**Problem**: Below are some records. Say how many of their lines include the string "SPDX", giving only the number.

»»

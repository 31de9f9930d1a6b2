// SPDX-FileCopyrightText: 2026 Banter Contributors
// SPDX-License-Identifier: MIT OR Apache-2.0

//! Context window assembly.
//!
//! Carves a bounded window out of a conversation's history and substitutes
//! it, together with the persona prompt, the cached summary and the bot's
//! identity, into a caller-supplied template. Pure functions: the store is
//! read elsewhere, and nothing here performs I/O.
//!
//! The reply window is split in two: a `recent_count`-sized tail the model
//! should weigh most, and the older history before it, both drawn from at
//! most the trailing `history_budget` messages.

use banter_core::{BanterError, ChatState};

/// Payload returned in place of a prompt when a conversation has no state
/// yet, so the caller can respond gracefully instead of failing.
pub const MISSING_STATE_PAYLOAD: &str =
    r#"{"error":"state missing","conversation_analysis":"","response_message":""}"#;

/// Window boundaries over a history of `len` messages.
///
/// Returns `(window_start, recent_start)` with
/// `window_start <= recent_start <= len`: the older history is
/// `[window_start, recent_start)` and the recent tail `[recent_start, len)`.
pub fn window_bounds(len: usize, history_budget: usize, recent_count: usize) -> (usize, usize) {
    let window_start = len.saturating_sub(history_budget);
    let recent_start = len.saturating_sub(recent_count).max(window_start);
    (window_start, recent_start)
}

/// Renders the conversational reply prompt.
///
/// Substitutes each of `{{PROMPT}}`, `{{OVERVIEW}}`, `{{BOT_NAME}}`,
/// `{{CHAT_HISTORY}}` and `{{LAST_MESSAGES}}` exactly once; placeholders
/// the template does not contain are ignored. `None` state yields
/// [`MISSING_STATE_PAYLOAD`] instead of a prompt.
pub fn render_reply_prompt(
    template: &str,
    state: Option<&ChatState>,
    bot_name: &str,
    history_budget: usize,
    recent_count: usize,
) -> Result<String, BanterError> {
    let Some(state) = state else {
        return Ok(MISSING_STATE_PAYLOAD.to_string());
    };

    let (window_start, recent_start) =
        window_bounds(state.messages.len(), history_budget, recent_count);
    let older = serde_json::to_string(&state.messages[window_start..recent_start])?;
    let recent = serde_json::to_string(&state.messages[recent_start..])?;

    let mut prompt = template.to_string();
    prompt = substitute_once(prompt, "{{PROMPT}}", &state.prompt);
    prompt = substitute_once(prompt, "{{OVERVIEW}}", &state.summary);
    prompt = substitute_once(prompt, "{{BOT_NAME}}", bot_name);
    prompt = substitute_once(prompt, "{{CHAT_HISTORY}}", &older);
    prompt = substitute_once(prompt, "{{LAST_MESSAGES}}", &recent);
    Ok(prompt)
}

/// Renders the chat-overview prompt: one larger trailing slice, no
/// older/recent split. Substitutes `{{CHAT_HISTORY}}` and `{{BOT_INFO}}`.
pub fn render_overview_prompt(
    template: &str,
    state: &ChatState,
    bot_info: &str,
    overview_budget: usize,
) -> Result<String, BanterError> {
    let start = state.messages.len().saturating_sub(overview_budget);
    let history = serde_json::to_string(&state.messages[start..])?;

    let mut prompt = template.to_string();
    prompt = substitute_once(prompt, "{{CHAT_HISTORY}}", &history);
    prompt = substitute_once(prompt, "{{BOT_INFO}}", bot_info);
    Ok(prompt)
}

fn substitute_once(template: String, placeholder: &str, value: &str) -> String {
    template.replacen(placeholder, value, 1)
}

««

**Exercise output**: 2